Four Reasons Why the Coronavirus Is Such a Terrifying Economic Menace

Tourists wearing masks  walk through Union Square in New York City on February 28, 2020, amid fears of the coronavirus and a global pandemic. - The World Health Organization raised its global risk assessment of the new coronavirus to its highest level after the epidemic spread to sub-Saharan Africa and caused financial markets to plunge. (Photo by TIMOTHY A. CLARY / AFP) (Photo by TIMOTHY A. CLARY/AFP via Getty Images)
Tourists wearing masks walk through Union Square in New York City on Friday, amid fears of the coronavirus and a global pandemic. Timothy A. Clary/Getty Images

The financial markets plunged into a state of abject panic this week, thanks to the novel coronavirus. As the rising number of COVID-19 cases fanned fears that a recession could be on the way, stocks fell at record speed. Investors also piled into government bonds, sending yields to new lows, a sign that the world’s money guys are desperate for safe bets as the possibility of a true pandemic becomes real.

Why is the coronavirus such a menacing economic threat?
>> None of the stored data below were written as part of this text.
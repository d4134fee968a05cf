//! Opening book persistence.
//!
//! The book is a JSON tree of `(coordinate, playouts, value)` records,
//! one file per board size. Loading seeds the statistics of a fresh
//! search tree: every book node is expanded through the regular
//! expansion path (so the search is never restricted to book moves) and
//! the recorded experience is added on top of the priors.

use std::io;
use std::path::{Path, PathBuf};

use serde::{Deserialize, Serialize};
use tracing::{debug, info, warn};

use engine_core::{Board, Coord, Move, PlayoutPolicy, Point, Prior};

use crate::node::NodeId;
use crate::tree::Tree;

#[derive(Debug, Serialize, Deserialize)]
struct BookNode {
    /// Point index, or -1 for a pass.
    coord: i32,
    playouts: u32,
    value: f32,
    #[serde(default)]
    children: Vec<BookNode>,
}

fn encode_coord(coord: Coord) -> i32 {
    match coord {
        Coord::Point(p) => p.0 as i32,
        _ => -1,
    }
}

fn decode_coord(code: i32, points: usize) -> Option<Coord> {
    if code < 0 {
        Some(Coord::Pass)
    } else if (code as usize) < points {
        Some(Coord::Point(Point(code as u16)))
    } else {
        None
    }
}

pub fn book_path(dir: &Path, board_size: usize) -> PathBuf {
    dir.join(format!("uctbook-{board_size}.json"))
}

/// Save the subtrees of `tree` whose nodes have at least `min_playouts`
/// direct playouts.
pub fn tree_save(
    tree: &Tree,
    board_size: usize,
    dir: &Path,
    min_playouts: u32,
) -> io::Result<()> {
    let record = collect(tree, tree.root_id(), min_playouts.max(1));
    let json = serde_json::to_string(&record)
        .map_err(|e| io::Error::new(io::ErrorKind::InvalidData, e))?;
    let path = book_path(dir, board_size);
    std::fs::write(&path, json)?;
    info!(path = %path.display(), "opening book saved");
    Ok(())
}

fn collect(tree: &Tree, id: NodeId, min_playouts: u32) -> BookNode {
    let node = tree.node(id);
    BookNode {
        coord: encode_coord(node.coord()),
        playouts: node.u.playouts(),
        value: node.u.value(),
        children: tree
            .children_range(id)
            .map(NodeId)
            .filter(|&c| tree.node(c).u.playouts() >= min_playouts)
            .map(|c| collect(tree, c, min_playouts))
            .collect(),
    }
}

/// Load the book for `board`'s size into a fresh tree, if one exists.
/// Returns whether anything was loaded. A missing book is not an error.
pub fn tree_load<B: Board>(
    tree: &Tree,
    board: &B,
    dir: &Path,
    prior: &dyn Prior<B>,
    playout: &dyn PlayoutPolicy<B>,
) -> bool {
    let path = book_path(dir, board.size());
    let data = match std::fs::read_to_string(&path) {
        Ok(data) => data,
        Err(_) => {
            debug!(path = %path.display(), "no opening book");
            return false;
        }
    };
    let record: BookNode = match serde_json::from_str(&data) {
        Ok(record) => record,
        Err(e) => {
            warn!(path = %path.display(), error = %e, "malformed opening book ignored");
            return false;
        }
    };

    seed(tree, tree.root_id(), board, &record, prior, playout);
    info!(path = %path.display(), "opening book loaded");
    true
}

fn seed<B: Board>(
    tree: &Tree,
    id: NodeId,
    board: &B,
    record: &BookNode,
    prior: &dyn Prior<B>,
    playout: &dyn PlayoutPolicy<B>,
) {
    let node = tree.node(id);
    node.u
        .add_games(record.playouts, record.playouts as f32 * record.value);
    if record.children.is_empty() {
        return;
    }

    let to_move = node.color().opposite();
    if !node.is_expanded() {
        tree.expand(id, board, to_move, prior, playout);
    }
    for child_record in &record.children {
        let Some(coord) = decode_coord(child_record.coord, board.num_points()) else {
            continue;
        };
        let Some(child_id) = tree.find_child(id, coord) else {
            continue;
        };
        let mut next = board.clone();
        if next.play(Move::new(coord, to_move)).is_err() {
            continue;
        }
        seed(tree, child_id, &next, child_record, prior, playout);
    }
}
The first, most obvious answer is that the disease could disrupt life and commerce as the world knows it. Global supply chains are already getting scrambled, as much of China, the world’s factory, has been put on lockdown. Chinese consumers have stopped shopping, hurting sales of everything from cars to iPhones. Tourists are staying home. And if coronavirus truly washes across the U.S.—as public health officials seem to expect—it could prevent Americans from going to the office, their favorite restaurants, or the movies. As people’s daily routines grind to a halt, so too could the economy.

That brings us to the second, less obvious concern that’s contributing to the climate of fear: If the coronavirus does cause a severe economic slump, the normal playbook for fighting recession might not work very well.
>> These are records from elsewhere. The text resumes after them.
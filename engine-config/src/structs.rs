//! Configuration struct definitions.
//!
//! All config structs with serde deserialization support and default
//! values from the `defaults` module.

use serde::Deserialize;
use thiserror::Error;

use crate::defaults;

// Serde default functions (required for #[serde(default = "...")])
fn d_threads() -> usize {
    defaults::THREADS
}
fn d_max_tree_size() -> u64 {
    defaults::MAX_TREE_SIZE
}
fn d_resign_ratio() -> f32 {
    defaults::RESIGN_RATIO
}
fn d_loss_threshold() -> f32 {
    defaults::LOSS_THRESHOLD
}
fn d_mercymin() -> u32 {
    defaults::MERCYMIN
}
fn d_gamelen() -> u32 {
    defaults::GAMELEN
}
fn d_expand_p() -> u32 {
    defaults::EXPAND_P
}
fn d_fuseki_end() -> u32 {
    defaults::FUSEKI_END
}
fn d_yose_start() -> u32 {
    defaults::YOSE_START
}
fn d_dynkomi() -> u32 {
    defaults::DYNKOMI
}
fn d_val_scale() -> f32 {
    defaults::VAL_SCALE
}
fn d_val_points() -> u32 {
    defaults::VAL_POINTS
}
fn d_val_extra() -> bool {
    defaults::VAL_EXTRA
}
fn d_explore_p() -> f32 {
    defaults::EXPLORE_P
}
fn d_rave_equiv() -> f32 {
    defaults::RAVE_EQUIV
}
fn d_fpu() -> f32 {
    defaults::FIRST_PLAY_URGENCY
}
fn d_prior_eqex() -> u32 {
    defaults::PRIOR_EQEX
}
fn d_playout_amaf() -> bool {
    defaults::PLAYOUT_AMAF
}

/// Errors raised while loading or validating a configuration. All of
/// these are fatal at the engine boundary: the front-end is expected to
/// refuse to start.
#[derive(Debug, Error)]
pub enum ConfigError {
    #[error("failed to read config file: {0}")]
    Io(#[from] std::io::Error),

    #[error("malformed config file: {0}")]
    Parse(#[from] toml::de::Error),

    #[error("fast_alloc is not supported with root parallelization")]
    FastAllocWithRoot,

    #[error("only one of random_policy and random_policy_chance is set")]
    RandomPolicyMismatch,

    #[error("invalid option value: {0}")]
    InvalidValue(&'static str),
}

/// How worker threads share (or do not share) the search tree.
#[derive(Debug, Clone, Copy, PartialEq, Eq, Deserialize)]
#[serde(rename_all = "lowercase")]
pub enum ThreadModel {
    /// Each worker searches a private tree copy; trees are merged and
    /// normalized at the end.
    Root,
    /// All workers grind on one shared tree.
    Tree,
    /// Shared tree plus virtual losses on descent, discouraging workers
    /// from piling onto the same branches.
    TreeVl,
}

impl ThreadModel {
    pub fn shares_tree(self) -> bool {
        !matches!(self, ThreadModel::Root)
    }

    pub fn uses_virtual_loss(self) -> bool {
        matches!(self, ThreadModel::TreeVl)
    }
}

/// Which colors dynamic komi applies to.
#[derive(Debug, Clone, Copy, PartialEq, Eq, Default, Deserialize)]
#[serde(rename_all = "lowercase")]
pub enum DynkomiMask {
    #[default]
    Black,
    White,
    Both,
    None,
}

impl DynkomiMask {
    pub fn applies_to(self, black: bool) -> bool {
        match self {
            DynkomiMask::Black => black,
            DynkomiMask::White => !black,
            DynkomiMask::Both => true,
            DynkomiMask::None => false,
        }
    }
}

/// Tree selection policy selector.
#[derive(Debug, Clone, Copy, PartialEq, Eq, Default, Deserialize)]
#[serde(rename_all = "lowercase")]
pub enum PolicyKind {
    Ucb1,
    #[default]
    Ucb1Amaf,
}

/// A selection policy with its sub-arguments.
#[derive(Debug, Clone, Deserialize)]
#[serde(default)]
pub struct PolicyConfig {
    pub kind: PolicyKind,
    /// Exploration coefficient of the UCB term.
    #[serde(default = "d_explore_p")]
    pub explore_p: f32,
    /// Equivalence parameter of the RAVE interpolation; the AMAF estimate
    /// loses half its weight once a child has this many direct playouts.
    #[serde(default = "d_rave_equiv")]
    pub rave_equiv: f32,
    /// Urgency assigned to children without any experience.
    #[serde(default = "d_fpu")]
    pub first_play_urgency: f32,
    /// Whether playout-stage moves feed the AMAF statistics, or only
    /// in-tree moves.
    #[serde(default = "d_playout_amaf")]
    pub playout_amaf: bool,
}

impl Default for PolicyConfig {
    fn default() -> Self {
        Self {
            kind: PolicyKind::default(),
            explore_p: defaults::EXPLORE_P,
            rave_equiv: defaults::RAVE_EQUIV,
            first_play_urgency: defaults::FIRST_PLAY_URGENCY,
            playout_amaf: defaults::PLAYOUT_AMAF,
        }
    }
}

impl PolicyConfig {
    pub fn ucb1() -> Self {
        Self {
            kind: PolicyKind::Ucb1,
            ..Self::default()
        }
    }
}

/// The full configuration record the search core receives.
#[derive(Debug, Clone, Deserialize)]
#[serde(default)]
pub struct UctConfig {
    #[serde(default = "d_threads")]
    pub threads: usize,
    pub thread_model: ThreadModel,
    pub pondering: bool,
    /// Advisory cap on tree memory, in bytes.
    #[serde(default = "d_max_tree_size")]
    pub max_tree_size: u64,
    /// Preallocate the whole node arena at tree construction.
    pub fast_alloc: bool,
    /// Fixed random seed for reproducible searches.
    pub force_seed: Option<u64>,
    pub no_book: bool,
    /// Directory the opening book is loaded from and saved to.
    pub book_dir: std::path::PathBuf,
    #[serde(default = "d_resign_ratio")]
    pub resign_ratio: f32,
    #[serde(default = "d_loss_threshold")]
    pub loss_threshold: f32,
    /// Capture difference that ends a playout early; 0 disables the
    /// mercy rule.
    #[serde(default = "d_mercymin")]
    pub mercymin: u32,
    /// Maximum playout length in moves.
    #[serde(default = "d_gamelen")]
    pub gamelen: u32,
    /// Visits a leaf needs before it is expanded.
    #[serde(default = "d_expand_p")]
    pub expand_p: u32,
    /// Percent of the board played when the opening ends.
    #[serde(default = "d_fuseki_end")]
    pub fuseki_end: u32,
    /// Percent of the board played when the endgame starts.
    #[serde(default = "d_yose_start")]
    pub yose_start: u32,
    /// Move horizon for dynamic komi; 0 disables it.
    #[serde(default = "d_dynkomi")]
    pub dynkomi: u32,
    pub dynkomi_mask: DynkomiMask,
    /// How much of the result value reflects the win margin.
    #[serde(default = "d_val_scale")]
    pub val_scale: f32,
    /// Margin (in points) that saturates the scaling; 0 means the whole
    /// board.
    #[serde(default = "d_val_points")]
    pub val_points: u32,
    /// Push the scaled margin past the win bit instead of blending.
    #[serde(default = "d_val_extra")]
    pub val_extra: bool,
    /// Root exploration bias mode (0 = off).
    pub root_heuristic: u8,
    pub pass_all_alive: bool,
    /// Even-prior equivalent experience installed at expansion.
    #[serde(default = "d_prior_eqex")]
    pub prior_eqex: u32,
    pub policy: PolicyConfig,
    /// Secondary policy used for whole descents on a 1-in-N basis.
    pub random_policy: Option<PolicyConfig>,
    /// The N of the 1-in-N secondary policy; 0 disables it.
    pub random_policy_chance: u32,
}

impl Default for UctConfig {
    fn default() -> Self {
        Self {
            threads: defaults::THREADS,
            thread_model: ThreadModel::TreeVl,
            pondering: defaults::PONDERING,
            max_tree_size: defaults::MAX_TREE_SIZE,
            fast_alloc: defaults::FAST_ALLOC,
            force_seed: None,
            no_book: defaults::NO_BOOK,
            book_dir: std::path::PathBuf::from("."),
            resign_ratio: defaults::RESIGN_RATIO,
            loss_threshold: defaults::LOSS_THRESHOLD,
            mercymin: defaults::MERCYMIN,
            gamelen: defaults::GAMELEN,
            expand_p: defaults::EXPAND_P,
            fuseki_end: defaults::FUSEKI_END,
            yose_start: defaults::YOSE_START,
            dynkomi: defaults::DYNKOMI,
            dynkomi_mask: DynkomiMask::default(),
            val_scale: defaults::VAL_SCALE,
            val_points: defaults::VAL_POINTS,
            val_extra: defaults::VAL_EXTRA,
            root_heuristic: defaults::ROOT_HEURISTIC,
            pass_all_alive: defaults::PASS_ALL_ALIVE,
            prior_eqex: defaults::PRIOR_EQEX,
            policy: PolicyConfig::default(),
            random_policy: None,
            random_policy_chance: 0,
        }
    }
}

impl UctConfig {
    /// Reject mutually exclusive or nonsensical option combinations.
    pub fn validate(&self) -> Result<(), ConfigError> {
        if self.fast_alloc && self.thread_model == ThreadModel::Root {
            return Err(ConfigError::FastAllocWithRoot);
        }
        if self.random_policy.is_some() != (self.random_policy_chance > 0) {
            return Err(ConfigError::RandomPolicyMismatch);
        }
        if self.threads == 0 {
            return Err(ConfigError::InvalidValue("threads must be at least 1"));
        }
        if self.gamelen == 0 {
            return Err(ConfigError::InvalidValue("gamelen must be at least 1"));
        }
        if self.expand_p == 0 {
            return Err(ConfigError::InvalidValue("expand_p must be at least 1"));
        }
        Ok(())
    }

    /// A small fast configuration for tests.
    pub fn for_testing() -> Self {
        Self {
            threads: 1,
            max_tree_size: 8 * 1024 * 1024,
            no_book: true,
            force_seed: Some(1),
            ..Self::default()
        }
    }

    /// Builder pattern: set the worker thread count.
    pub fn with_threads(mut self, threads: usize) -> Self {
        self.threads = threads;
        self
    }

    /// Builder pattern: set the thread model.
    pub fn with_thread_model(mut self, model: ThreadModel) -> Self {
        self.thread_model = model;
        self
    }

    /// Builder pattern: set the forced random seed.
    pub fn with_seed(mut self, seed: u64) -> Self {
        self.force_seed = Some(seed);
        self
    }
}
Here’s why: Most downturns are the result of what economists call “demand shocks.” Some financial calamity befalls the country—gas prices spike, a stock bubble bursts, or housing prices go into freefall—or the Fed hikes interest rates too aggressively, and as a result, businesses and households cut back spending. When this happens, the government has plenty of ways to respond. Central bankers can cut interest rates, to encourage more borrowing and investment. Lawmakers can increase government spending or lower taxes, in order to get businesses humming and put money in people’s pockets.
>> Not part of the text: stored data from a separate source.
//! One descend-expand-simulate-backup cycle.
//!
//! Workers call [`uct_playout`] in a loop: descend the shared tree under
//! the selection policy, expand leaves that have earned it, hand the
//! position to the external playout policy until the game ends, then
//! walk the visited path backwards folding the result into every node
//! (and the ownership map) from the right perspective.

use rand::Rng;
use rand_chacha::ChaCha20Rng;

use engine_core::{Board, Color, Coord, Move, PlayoutPolicy, Point, Prior};
use engine_config::UctConfig;

use crate::node::NodeId;
use crate::ownermap::OwnerMap;
use crate::policy::{DescendOptions, TreePolicy};
use crate::tree::Tree;

/// Everything a worker needs to run playouts: configuration snapshot,
/// policies, the external collaborators and the ownership map. Shared
/// read-only across the pool.
pub struct SearchEnv<B: Board> {
    pub cfg: UctConfig,
    pub policy: TreePolicy,
    pub random_policy: Option<TreePolicy>,
    pub playout: Box<dyn PlayoutPolicy<B>>,
    pub prior: Box<dyn Prior<B>>,
    pub ownermap: OwnerMap,
}

impl<B: Board> SearchEnv<B> {
    pub fn new(
        cfg: UctConfig,
        board: &B,
        playout: Box<dyn PlayoutPolicy<B>>,
        prior: Box<dyn Prior<B>>,
    ) -> Self {
        let policy = TreePolicy::from_config(&cfg.policy);
        let random_policy = cfg.random_policy.as_ref().map(TreePolicy::from_config);
        let ownermap = OwnerMap::new(board.num_points());
        Self {
            cfg,
            policy,
            random_policy,
            playout,
            prior,
            ownermap,
        }
    }

    /// The policy steering this descent: the secondary policy on a
    /// 1-in-N basis when configured, the main one otherwise.
    fn descent_policy(&self, rng: &mut ChaCha20Rng) -> &TreePolicy {
        if let Some(random_policy) = &self.random_policy {
            if self.cfg.random_policy_chance > 0
                && rng.gen_range(0..self.cfg.random_policy_chance) == 0
            {
                return random_policy;
            }
        }
        &self.policy
    }
}

/// Convert a terminal score (Black minus White, extra komi included)
/// into a result in `[0, 1]` from the root color's perspective,
/// optionally shaped by the win margin.
fn playout_result(score: f32, root_color: Color, cfg: &UctConfig, board_points: usize) -> f32 {
    let root_score = match root_color {
        Color::White => -score,
        _ => score,
    };
    let win = if root_score > 0.0 {
        1.0
    } else if root_score < 0.0 {
        0.0
    } else {
        0.5
    };
    if cfg.val_scale <= 0.0 {
        return win;
    }
    let vp = if cfg.val_points > 0 {
        cfg.val_points as f32
    } else {
        board_points as f32
    };
    let margin = root_score.abs().min(vp) / vp;
    let shaped = 0.5 + root_score.signum() * margin / 2.0;
    let value = if cfg.val_extra {
        win + cfg.val_scale * (shaped - 0.5)
    } else {
        (1.0 - cfg.val_scale) * win + cfg.val_scale * shaped
    };
    value.clamp(0.0, 1.0)
}

/// Run one playout iteration for the side `color` to move at the root.
/// Returns the number of games added (always 1).
pub fn uct_playout<B: Board>(
    env: &SearchEnv<B>,
    board: &B,
    color: Color,
    tree: &Tree,
    rng: &mut ChaCha20Rng,
) -> u32 {
    let mut b = board.clone();
    let virtual_loss = env.cfg.thread_model.uses_virtual_loss();
    let opts = DescendOptions {
        virtual_loss,
        root_heuristic: env.cfg.root_heuristic,
    };
    let policy = env.descent_policy(rng);
    let record_amaf = env.policy.uses_amaf();

    let mut path: Vec<NodeId> = Vec::with_capacity(32);
    let mut moves: Vec<Move> = Vec::new();

    let mut node_id = tree.root_id();
    path.push(node_id);
    let mut to_play = color;
    let mut passes = u32::from(b.last_move_was_pass());

    // Descend the tree.
    loop {
        let node = tree.node(node_id);
        if !node.is_expanded() {
            if node.u.playouts() >= env.cfg.expand_p && !tree.is_full() {
                tree.expand(node_id, &b, to_play, env.prior.as_ref(), env.playout.as_ref());
            }
            if !node.is_expanded() {
                break;
            }
        }
        let Some(child_id) = policy.descend(tree, node_id, opts) else {
            break;
        };
        let child = tree.node(child_id);
        let coord = child.coord();
        if b.play(Move::new(coord, to_play)).is_err() {
            break;
        }
        if record_amaf {
            moves.push(Move::new(coord, to_play));
        }
        if virtual_loss {
            child.add_virtual_loss();
        }
        path.push(child_id);
        passes = if coord.is_pass() { passes + 1 } else { 0 };
        to_play = to_play.opposite();
        node_id = child_id;
        if passes >= 2 {
            break;
        }
    }

    // Simulate with the external playout policy.
    let mut game_len = 0u32;
    while passes < 2 && game_len < env.cfg.gamelen {
        let mut coord = env.playout.choose(&b, to_play, rng);
        if coord.is_resign() || b.play(Move::new(coord, to_play)).is_err() {
            coord = Coord::Pass;
            let _ = b.play(Move::new(coord, to_play));
        }
        if record_amaf && env.cfg.policy.playout_amaf && !coord.is_pass() {
            moves.push(Move::new(coord, to_play));
        }
        passes = if coord.is_pass() { passes + 1 } else { 0 };
        to_play = to_play.opposite();
        game_len += 1;

        if env.cfg.mercymin > 0 {
            let diff = b.captures(Color::Black) as i64 - b.captures(Color::White) as i64;
            if diff.unsigned_abs() > env.cfg.mercymin as u64 {
                break;
            }
        }
    }

    // Score from the root color's perspective.
    let score = b.area_score() - tree.extra_komi();
    let result = playout_result(score, color, &env.cfg, b.num_points());

    // Backup, each node from its own mover's perspective; virtual
    // losses applied on the way down are reversed here.
    for (i, &nid) in path.iter().enumerate() {
        let node = tree.node(nid);
        let node_result = if node.color() == color {
            result
        } else {
            1.0 - result
        };
        node.u.record(node_result);
        if virtual_loss && i > 0 {
            node.remove_virtual_loss();
        }
    }

    // AMAF: credit children of visited nodes whose move was first
    // played by their color anywhere later in the game.
    if record_amaf {
        let mut first_play: Vec<Option<Color>> = vec![None; b.num_points()];
        for mv in &moves {
            if let Coord::Point(p) = mv.coord {
                let slot = &mut first_play[p.index()];
                if slot.is_none() {
                    *slot = Some(mv.color);
                }
            }
        }
        for &nid in &path {
            for cid in tree.children_range(nid).map(NodeId) {
                let child = tree.node(cid);
                let Coord::Point(p) = child.coord() else {
                    continue;
                };
                if first_play[p.index()] == Some(child.color()) {
                    let amaf_result = if child.color() == color {
                        result
                    } else {
                        1.0 - result
                    };
                    child.amaf.record(amaf_result);
                }
            }
        }
    }

    // Ownership map; the playout counter moves first so per-point sums
    // never exceed it.
    env.ownermap.begin_game();
    for i in 0..b.num_points() {
        let p = Point(i as u16);
        env.ownermap.record_owner(p, b.point_owner(p));
    }

    1
}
A budding pandemic is likely to be different. For starters, it creates demand problems that can’t necessarily be solved by putting money in people’s pockets; families aren’t going to spend a tax cut on a trip to Disney World if they’re afraid to go out in public. At the same time, as The Economist’s Ryan Avent pointed out earlier this week, coronavirus is also threatening to create a “supply shock,” by simply cutting off access to goods and services. Slashing interest rates won’t help a factory that suddenly can’t get supplies from China, or whose workers are stuck at home. And families also can’t spend their tax cut on that Disney vacation if the park is closed to prevent the virus from spreading.

None of this means that policy makers should just sit by and watch misfortune unfold. On Friday, Federal Reserve Chair Jerome Powell said that he and his colleagues stand ready to intervene as necessary to stabilize the economy. But in the end, it’s just not clear how much he, or anybody else who isn’t in charge of a public health response, can do.

Issue number three: People are worried that a recession brought about by coronavirus could trigger landmines that have seemingly been waiting to explode in the financial world. China watchers have long worried about the massive amount of iffy lending undertaken by the country’s banks. Those risks could now come to a head as the country’s economy slows. In the U.S., a decade of low interest rates has led to a junk bond boom, particularly among energy companies. With oil prices falling, it’s possible that many drillers could default on their debts, many of which have been diced up, repackaged, and sold to investors as “collateralized loan obligations.” Few people expect the fallout out to be as bad as the Great Recession, but it could deepen any downturn.

Fourth, there’s just the sheer uncertainty of it all. Nobody has any real frame of reference for what’s coming the world’s way right now. Outbreaks like SARS and swine flu haven’t prepared us for a hard-to-spot, wildly contagious pathogen. We don’t know what the public health and economic damage will be. And we don’t know what knock-on effects it could trigger. We have few answers and plenty to be afraid of. As always, the markets are worried about fear itself.